Please return every line from the entries that has the string "Error" in it.

[Data records]
========

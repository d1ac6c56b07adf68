use crate::{
    curves::{sm2p256v1::Affine, AffineCurve, PcMode},
    error::Error,
    fields::{sm2::Fr, FpParameters, PrimeField},
    rand::UniformRand,
};
use rand::SeedableRng;
use rand_xorshift::XorShiftRng;

const TEST_SEED: [u8; 16] = *b"sm2p256v1-seed01";

fn scalar(hex: &str) -> <Fr as PrimeField>::BigInt {
    Fr::from_be_bytes_mod_order(&hex::decode(hex).unwrap()).into_repr()
}

#[test]
fn generator_is_on_curve() {
    let g = Affine::prime_subgroup_generator();
    assert!(g.is_on_curve());
    assert!(!g.is_zero());
}

#[test]
fn generator_has_order_n() {
    let g = Affine::prime_subgroup_generator();
    assert!(g.mul(<Fr as PrimeField>::Params::MODULUS).is_zero());
}

#[test]
fn group_laws() {
    let mut rng = XorShiftRng::from_seed(TEST_SEED);
    let zero = Affine::zero();
    assert!(zero.is_zero());
    assert!(zero.is_on_curve());

    for _ in 0..8 {
        let a = Affine::rand(&mut rng);
        let b = Affine::rand(&mut rng);
        let c = Affine::rand(&mut rng);
        assert!(a.is_on_curve());

        assert_eq!(a + b, b + a);
        assert_eq!((a + b) + c, a + (b + c));
        assert_eq!(a + zero, a);
        assert!((a - a).is_zero());
        assert_eq!(a + a, a.double());
        assert_eq!(a.double() + a, a.mul([3u64]));
    }
}

#[test]
fn scalar_multiplication_distributes() {
    let mut rng = XorShiftRng::from_seed(TEST_SEED);
    let g = Affine::rand(&mut rng);
    let a = Fr::rand(&mut rng);
    let b = Fr::rand(&mut rng);
    let lhs = g.mul((a + b).into_repr());
    let rhs = g.mul(a.into_repr()) + g.mul(b.into_repr());
    assert_eq!(lhs, rhs);
    assert!(g.mul([0u64]).is_zero());
}

#[test]
fn known_scalar_multiples() {
    let g = Affine::prime_subgroup_generator();

    // d * G for the GB/T 32918 signing example key
    let d = scalar("3945208F7B2144B13F36E38AC6D39F95889393692860B51A42FB81EF4DF7C5B8");
    let pk = Affine::from_pc_bytes(
        &hex::decode(
            "0409F9DF311E5421A150DD7D161E4BC5C672179FAD1833FC076BB08FF356F35020\
             CCEA490CE26775A52DC6EA718CC1AA600AED05FBF35E084A6632F6072DA9AD13",
        )
        .unwrap(),
    )
    .unwrap();
    assert_eq!(g.mul(d), pk);

    // k * G from the encryption example (the C1 point)
    let k = scalar("59276E27D506861A16680F3AD9C02DCCEF3CC1FA3CDBE4CE6D54B80DEAC1BC21");
    let c1 = Affine::from_pc_bytes(
        &hex::decode(
            "0404EBFC718E8D1798620432268E77FEB6415E2EDE0E073C0F4F640ECD2E149A73\
             E858F9D81E5430A57B36DAAB8F950A3C64E6EE6A63094D99283AFF767E124DF0",
        )
        .unwrap(),
    )
    .unwrap();
    assert_eq!(g.mul(k), c1);
}

#[test]
fn pc_roundtrip_all_modes() {
    let mut rng = XorShiftRng::from_seed(TEST_SEED);
    for _ in 0..8 {
        let p = Affine::rand(&mut rng);
        for &mode in &[PcMode::Raw, PcMode::Compressed, PcMode::Mixed] {
            let bytes = p.to_pc_bytes(mode);
            let q = Affine::from_pc_bytes(&bytes).unwrap();
            assert_eq!(p, q, "mode {:?}", mode);
        }
    }
    // infinity is the single byte 0x00 in every mode
    let inf = Affine::zero();
    assert_eq!(inf.to_pc_bytes(PcMode::Raw), vec![0x00]);
    assert_eq!(Affine::from_pc_bytes(&[0x00]).unwrap(), inf);
}

#[test]
fn pc_rejects_bad_prefix() {
    let g = Affine::prime_subgroup_generator();
    let mut bytes = g.to_pc_bytes(PcMode::Raw);
    bytes[0] = 0x05;
    assert_eq!(
        Affine::from_pc_bytes(&bytes),
        Err(Error::InvalidPcByte(0x05))
    );
}

#[test]
fn pc_rejects_x_off_curve() {
    // x = 2 gives a y^2 with no root in the base field
    let mut bytes = vec![0x02];
    bytes.extend_from_slice(&[0u8; 31]);
    bytes.push(2);
    assert_eq!(Affine::from_pc_bytes(&bytes), Err(Error::PointNotOnCurve));
}
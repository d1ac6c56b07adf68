use crate::fields::{Field, PrimeField};

pub mod short_weierstrass_affine;
pub use self::short_weierstrass_affine::*;

pub mod bn;

pub trait ModelParameters: 'static + Send + Sync {
    type BaseField: Field;
    type ScalarField: PrimeField;
}

/// Parameters of a curve y^2 = x^3 + a x + b in short Weierstrass form.
pub trait SWModelParameters: ModelParameters {
    const COEFF_A: Self::BaseField;
    const COEFF_B: Self::BaseField;
    const COFACTOR: &'static [u64];
    const AFFINE_GENERATOR_COEFFS: (Self::BaseField, Self::BaseField);

    #[inline(always)]
    fn mul_by_a(elem: &Self::BaseField) -> Self::BaseField {
        Self::COEFF_A * elem
    }
}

========

» **Answer below**:
    error::Error,
        Err(Error::InvalidPcByte(0x05))
    assert_eq!(Affine::from_pc_bytes(&bytes), Err(Error::PointNotOnCurve));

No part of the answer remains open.